De LadyKya [1310 Pts], le 13 Janvier 2012 à 19h37

Je l'ai vu aujourd'hui, Magnifique film, quelques lacunes c'est vrai, mais comme le dit lui même Goro (dans une interview sur allociné), la grosse différence et pas des moindre avec les autres oeuvres du studio Ghibli, c'est que c'est une histoire "dans le réel" et non dans le fantastique comme son précédent animé (les contes de terremer). Une approche assez loin de Ghibli enfin de compte. Je lui donnerai un 17/20, parce que les dessins sont tellement fabuleux qu'on a l'impression d'être dans une toile, et que j'ai eu le coeur serré pendant le film!!

Je suis de l'avis d' Osaka, allez le voir et jugé par vous même.

 

Theranlove2

De Theranlove2 [4047 Pts], le 13 Janvier 2012 à 19h01

Les images sont justes magnifiques, j'aime beaucoup les graphisme !
Je suis aussi totalement d'accord avec la Koiwai [merci encore la team!] et si je devais aussi donné une note sa serai 14/20

Osaka

De Osaka [320 Pts], le 13 Janvier 2012 à 15h22

je l'ai trouvé très bien, plein d'humour et touchant

certes moins magique qu'un ponyo ou arletty, mais Ghibli ce n'est pas que ça aussi

Goro n'est pas son père, et heureusement, ce qui amène de la diversité, de nouvelles expressions, et des impressions différentes...

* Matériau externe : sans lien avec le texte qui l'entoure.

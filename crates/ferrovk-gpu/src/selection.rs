//! Physical device ranking.
//!
//! Every adapter is checked against every [`CapabilityDescriptor`]. A
//! descriptor is accepted for an adapter when the API version, features,
//! extensions, surface formats and queue families all fit; accepted pairings
//! are ranked and the highest rank wins. On equal rank the pairing found
//! first (adapter order outer, descriptor order inner) is kept.

use crate::error::Result;
use crate::queue_match::{commit_assignment, match_queue_families, QueueAssignment};
use crate::requirements::CapabilityDescriptor;
use crate::snapshot::{AdapterSnapshot, AdapterSource, PresentationSupport};
use ash::vk;
use thiserror::Error;

/// Rank added for a matching device-type preference.
pub const PREFERENCE_BONUS: i32 = 10;

/// Outcome of a successful ranking pass.
#[derive(Debug, Clone, PartialEq, Eq)]
pub struct Selection {
    pub physical_device: vk::PhysicalDevice,
    /// Index of the winning descriptor in the slice passed to
    /// [`select_physical_device`].
    pub descriptor_index: usize,
    pub rank: i32,
    pub device_name: String,
}

/// Why a descriptor was turned down for an adapter.
#[derive(Debug, Clone, PartialEq, Eq, Error)]
pub enum Rejection {
    #[error("API version {available:#x} below required {required:#x}")]
    ApiVersion { required: u32, available: u32 },
    #[error("missing feature {0}")]
    MissingFeature(&'static str),
    #[error("missing extension {0}")]
    MissingExtension(String),
    #[error("no acceptable surface format")]
    NoSurfaceFormat,
    #[error("queue setup {0} could not be matched")]
    QueueUnmatched(usize),
}

/// A descriptor accepted for one adapter.
#[derive(Debug, Clone, Copy, PartialEq, Eq)]
pub struct Acceptance {
    pub rank: i32,
    pub surface_format: Option<usize>,
}

/// Rank of an accepted descriptor on an adapter of `device_type`.
///
/// Saturates at the `i32` bounds.
pub fn compute_rank(descriptor: &CapabilityDescriptor, device_type: vk::PhysicalDeviceType) -> i32 {
    let mut rank = descriptor.rank_baseline;
    if descriptor.prefer_discrete && device_type == vk::PhysicalDeviceType::DISCRETE_GPU {
        rank = rank.saturating_add(PREFERENCE_BONUS);
    }
    if descriptor.prefer_integrated && device_type == vk::PhysicalDeviceType::INTEGRATED_GPU {
        rank = rank.saturating_add(PREFERENCE_BONUS);
    }
    rank
}

/// Check one descriptor against one adapter snapshot.
///
/// Surface formats are only checked when `with_surface` is set; a descriptor
/// listing none is then rejected. On success `assignment` holds one queue
/// family per queue setup.
pub fn evaluate(
    descriptor: &CapabilityDescriptor,
    snapshot: &AdapterSnapshot,
    with_surface: bool,
    assignment: &mut Vec<QueueAssignment>,
) -> std::result::Result<Acceptance, Rejection> {
    let available = snapshot.properties.api_version;
    if descriptor.api_version_minimum > available {
        return Err(Rejection::ApiVersion {
            required: descriptor.api_version_minimum,
            available,
        });
    }

    if let Some(name) = descriptor.features.first_unsupported(&snapshot.features) {
        return Err(Rejection::MissingFeature(name));
    }

    if let Some(missing) = descriptor
        .extensions
        .iter()
        .find(|name| !snapshot.has_extension(name))
    {
        return Err(Rejection::MissingExtension(missing.to_string_lossy().into_owned()));
    }

    let mut surface_format = None;
    if with_surface {
        surface_format = descriptor
            .surface_formats
            .iter()
            .position(|format| snapshot.supports_surface_format(*format));
        if surface_format.is_none() {
            return Err(Rejection::NoSurfaceFormat);
        }
    }

    if !match_queue_families(&descriptor.queue_setups, &snapshot.queue_families, assignment) {
        let unmatched = first_unmatched(descriptor, snapshot);
        return Err(Rejection::QueueUnmatched(unmatched));
    }

    Ok(Acceptance {
        rank: compute_rank(descriptor, snapshot.properties.device_type),
        surface_format,
    })
}

// Re-run the matcher on growing prefixes to name the setup that failed.
fn first_unmatched(descriptor: &CapabilityDescriptor, snapshot: &AdapterSnapshot) -> usize {
    let mut scratch = Vec::new();
    (1..=descriptor.queue_setups.len())
        .find(|&len| {
            !match_queue_families(
                &descriptor.queue_setups[..len],
                &snapshot.queue_families,
                &mut scratch,
            )
        })
        .map_or(0, |len| len - 1)
}

struct Best {
    physical_device: vk::PhysicalDevice,
    descriptor_index: usize,
    rank: i32,
    surface_format: Option<usize>,
    device_name: String,
}

/// Pick the best (adapter, descriptor) pairing.
///
/// Returns `Ok(None)` when no adapter satisfies any descriptor; that is an
/// expected outcome the caller has to branch on. On success the winning
/// descriptor's result fields are written; other descriptors are untouched.
/// `presentation` decides which queue families can present, and `surface`
/// enables the surface-format check.
pub fn select_physical_device<S: AdapterSource + ?Sized>(
    source: &S,
    descriptors: &mut [CapabilityDescriptor],
    presentation: &PresentationSupport<'_>,
    surface: Option<vk::SurfaceKHR>,
) -> Result<Option<Selection>> {
    let adapters = source.enumerate_adapters()?;
    tracing::debug!(
        "Ranking {} adapters against {} descriptors",
        adapters.len(),
        descriptors.len()
    );

    let mut snapshot = AdapterSnapshot::default();
    let mut assignment = Vec::new();
    let mut best: Option<Best> = None;
    let mut best_assignment = Vec::new();

    for adapter in adapters {
        snapshot.capture(source, adapter, presentation, surface)?;
        tracing::debug!("Adapter: {}", snapshot.summary());

        for (index, descriptor) in descriptors.iter().enumerate() {
            match evaluate(descriptor, &snapshot, surface.is_some(), &mut assignment) {
                Ok(accepted) => {
                    tracing::debug!(
                        "  descriptor {index} accepted with rank {}",
                        accepted.rank
                    );
                    if best.as_ref().map_or(true, |b| accepted.rank > b.rank) {
                        best = Some(Best {
                            physical_device: adapter,
                            descriptor_index: index,
                            rank: accepted.rank,
                            surface_format: accepted.surface_format,
                            device_name: snapshot.properties.device_name.clone(),
                        });
                        best_assignment.clone_from(&assignment);
                    }
                }
                Err(reason) => tracing::debug!("  descriptor {index} rejected: {reason}"),
            }
        }

        snapshot.clear();
    }

    let Some(best) = best else {
        tracing::warn!("No adapter satisfies any capability descriptor");
        return Ok(None);
    };

    let winner = &mut descriptors[best.descriptor_index];
    winner.physical_device = best.physical_device;
    winner.first_supported_surface_format = best.surface_format;
    commit_assignment(&mut winner.queue_setups, &best_assignment);

    tracing::info!(
        "Selected GPU: {} (descriptor {}, rank {})",
        best.device_name,
        best.descriptor_index,
        best.rank
    );

    Ok(Some(Selection {
        physical_device: best.physical_device,
        descriptor_index: best.descriptor_index,
        rank: best.rank,
        device_name: best.device_name,
    }))
}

A voir pour juger soit même plutôt que d'écouter des critiques qui par définition sont totalement subjectives

Totoye

De Totoye [1441 Pts], le 13 Janvier 2012 à 14h43

Film vu mercredi soir, je suis entièrement d'accord avec la critique de Koiwai. Je suis resortie de la salle avec un melange de sentiments entre la déception par certains passages (pour moi la fin vien trop vite, il manque un "quelque chose") et la beauté des images, les musiques (aaahhhh la musique de fin <3). Si je devai lui donner une note elle serait de 13/20. ^^
luunablue

De luunablue [741 Pts], le 13 Janvier 2012 à 14h33

Je vais le voir ce soir avec une amie :) plus une petite séance shopping avec celaquoi de mieux.

SOra

De SOra [142 Pts], le 13 Janvier 2012 à 14h25

faut que j'aille le voir ce film >.< mais avec la fac le temps me manque.